All of lore.kernel.org
 help / color / mirror / Atom feed
From: Michal Hocko <mhocko@suse.com>
To: Minchan Kim <minchan@kernel.org>
Cc: akpm@linux-foundation.org, david@kernel.org, brauner@kernel.org,
	linux-mm@kvack.org, linux-kernel@vger.kernel.org,
	surenb@google.com, timmurray@google.com
Subject: Re: [RFC 0/3]  mm: process_mrelease: expedited reclaim and auto-kill support
Date: Thu, 16 Apr 2026 08:54:53 +0200	[thread overview]
Message-ID: <aeCHvYOKP1exBBns@tiehlicka> (raw)

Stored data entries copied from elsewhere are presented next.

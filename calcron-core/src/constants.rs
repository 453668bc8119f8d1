/// Default look-ahead window for calendar queries.
pub const DEFAULT_HORIZON_DAYS: i64 = 7;

/// Lead time added to actions that are due "now". at(1) cannot reliably
/// run something immediately.
pub const NOW_LEAD_MINUTES: i64 = 1;

/// Job records are kept this long after their event ended.
pub const JOB_RETENTION_DAYS: i64 = 1;

/// Version written into every persisted state record.
pub const STATE_SCHEMA_VERSION: u32 = 1;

In-Reply-To: <aeAeqoJ_acUAza8D@google.com>

On Wed 15-04-26 16:26:34, Minchan Kim wrote:
> On Wed, Apr 15, 2026 at 09:38:05AM +0200, Michal Hocko wrote:
> > On Tue 14-04-26 13:00:16, Minchan Kim wrote:
> > > On Tue, Apr 14, 2026 at 08:57:57AM +0200, Michal Hocko wrote:
> > > > On Mon 13-04-26 15:39:45, Minchan Kim wrote:
> > > > > This patch series introduces optimizations to expedite memory reclamation
> > > > > in process_mrelease() and provides a secure, race-free "auto-kill"

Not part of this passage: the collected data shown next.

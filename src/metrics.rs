//! Prometheus metrics for driver activity.
//!
//! Counts command attempts and retries, wait-loop polls, and timeouts, and
//! records how long each wait took. The harness can dump the registry in
//! text exposition format after a run.

use prometheus_client::encoding::text::encode;
use prometheus_client::encoding::{EncodeLabel, EncodeLabelSet, LabelSetEncoder};
use prometheus_client::metrics::counter::Counter;
use prometheus_client::metrics::family::Family;
use prometheus_client::metrics::histogram::{Histogram, exponential_buckets};
use prometheus_client::registry::Registry;

/// Labels for command metrics (command name + outcome)
#[derive(Clone, Debug, Hash, PartialEq, Eq)]
pub struct CommandLabels {
    pub command: String,
    pub outcome: String,
}

impl EncodeLabelSet for CommandLabels {
    fn encode(&self, encoder: &mut LabelSetEncoder<'_>) -> Result<(), std::fmt::Error> {
        ("command", self.command.as_str()).encode(encoder.encode_label())?;
        ("outcome", self.outcome.as_str()).encode(encoder.encode_label())?;
        Ok(())
    }
}

/// Labels for wait-loop metrics
#[derive(Clone, Debug, Hash, PartialEq, Eq)]
pub struct WaitLabels {
    pub operation: String,
}

impl EncodeLabelSet for WaitLabels {
    fn encode(&self, encoder: &mut LabelSetEncoder<'_>) -> Result<(), std::fmt::Error> {
        ("operation", self.operation.as_str()).encode(encoder.encode_label())?;
        Ok(())
    }
}

/// Outcome of one command attempt.
#[derive(Debug, Clone, Copy, PartialEq, Eq)]
pub enum CommandOutcome {
    Ok,
    Transient,
    Failed,
}

impl CommandOutcome {
    fn as_str(self) -> &'static str {
        match self {
            CommandOutcome::Ok => "ok",
            CommandOutcome::Transient => "transient",
            CommandOutcome::Failed => "failed",
        }
    }
}

/// Shared metrics for the driver
pub struct DriverMetrics {
    /// Command attempts by outcome
    pub command_attempts_total: Family<CommandLabels, Counter>,
    /// Retries issued after a transient failure
    pub command_retries_total: Family<WaitLabels, Counter>,
    /// Predicate evaluations made by wait loops
    pub polls_total: Family<WaitLabels, Counter>,
    /// Waits that hit their deadline
    pub wait_timeouts_total: Family<WaitLabels, Counter>,
    /// Wall time of completed waits
    pub wait_duration_seconds: Family<WaitLabels, Histogram>,
    registry: Registry,
}

impl Default for DriverMetrics {
    fn default() -> Self {
        Self::new()
    }
}

impl DriverMetrics {
    /// Create a new metrics instance with registered metrics
    pub fn new() -> Self {
        let mut registry = Registry::default();

        let command_attempts_total = Family::<CommandLabels, Counter>::default();
        registry.register(
            "migration_driver_command_attempts",
            "Total number of protocol command attempts",
            command_attempts_total.clone(),
        );

        let command_retries_total = Family::<WaitLabels, Counter>::default();
        registry.register(
            "migration_driver_command_retries",
            "Total number of command retries after transient errors",
            command_retries_total.clone(),
        );

        let polls_total = Family::<WaitLabels, Counter>::default();
        registry.register(
            "migration_driver_polls",
            "Total number of wait-loop polls",
            polls_total.clone(),
        );

        let wait_timeouts_total = Family::<WaitLabels, Counter>::default();
        registry.register(
            "migration_driver_wait_timeouts",
            "Total number of waits that exceeded their deadline",
            wait_timeouts_total.clone(),
        );

        let wait_duration_seconds = Family::<WaitLabels, Histogram>::new_with_constructor(|| {
            Histogram::new(exponential_buckets(0.01, 2.0, 16))
        });
        registry.register(
            "migration_driver_wait_duration_seconds",
            "Duration of completed waits in seconds",
            wait_duration_seconds.clone(),
        );

        Self {
            command_attempts_total,
            command_retries_total,
            polls_total,
            wait_timeouts_total,
            wait_duration_seconds,
            registry,
        }
    }

    fn wait_labels(operation: &str) -> WaitLabels {
        WaitLabels {
            operation: operation.to_string(),
        }
    }

    /// Record one command attempt
    pub fn record_command(&self, command: &str, outcome: CommandOutcome) {
        let labels = CommandLabels {
            command: command.to_string(),
            outcome: outcome.as_str().to_string(),
        };
        self.command_attempts_total.get_or_create(&labels).inc();
    }

    /// Record a retry of `command`
    pub fn record_retry(&self, command: &str) {
        self.command_retries_total
            .get_or_create(&Self::wait_labels(command))
            .inc();
    }

    /// Record one poll of `operation`
    pub fn record_poll(&self, operation: &str) {
        self.polls_total
            .get_or_create(&Self::wait_labels(operation))
            .inc();
    }

    /// Record a wait that finished (successfully or not) before its deadline
    pub fn record_wait_finished(&self, operation: &str, duration_secs: f64) {
        self.wait_duration_seconds
            .get_or_create(&Self::wait_labels(operation))
            .observe(duration_secs);
    }

    /// Record a wait that hit its deadline
    pub fn record_timeout(&self, operation: &str) {
        self.wait_timeouts_total
            .get_or_create(&Self::wait_labels(operation))
            .inc();
    }

    /// Number of attempts recorded for `command` with `outcome`
    pub fn command_attempts(&self, command: &str, outcome: CommandOutcome) -> u64 {
        let labels = CommandLabels {
            command: command.to_string(),
            outcome: outcome.as_str().to_string(),
        };
        self.command_attempts_total.get_or_create(&labels).get()
    }

    /// Number of retries recorded for `command`
    pub fn retries(&self, command: &str) -> u64 {
        self.command_retries_total
            .get_or_create(&Self::wait_labels(command))
            .get()
    }

    /// Number of polls recorded for `operation`
    pub fn polls(&self, operation: &str) -> u64 {
        self.polls_total
            .get_or_create(&Self::wait_labels(operation))
            .get()
    }

    /// Number of timeouts recorded for `operation`
    pub fn timeouts(&self, operation: &str) -> u64 {
        self.wait_timeouts_total
            .get_or_create(&Self::wait_labels(operation))
            .get()
    }

    /// Encode metrics to Prometheus text format
    pub fn encode(&self) -> String {
        let mut buffer = String::new();
        if encode(&mut buffer, &self.registry).is_err() {
            tracing::error!("Failed to encode metrics");
            return "# Error encoding metrics".to_string();
        }
        buffer
    }
}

> > > > > mechanism for efficient container shutdown and OOM handling.
> > > > > 
> > > > > Currently, process_mrelease() unmaps pages but leaves clean file folios
> > > > > on the LRU list, relying on standard memory reclaim to eventually free
> > > > > them. Furthermore, requiring userspace to send a SIGKILL prior to
> > > > > invoking process_mrelease() introduces scheduling race conditions where
> > > > > the victim task may enter the exit path prematurely, bypassing expedited
> > > > > reclamation hooks.
> > > > > 
> > > > > This series addresses these limitations in three logical steps.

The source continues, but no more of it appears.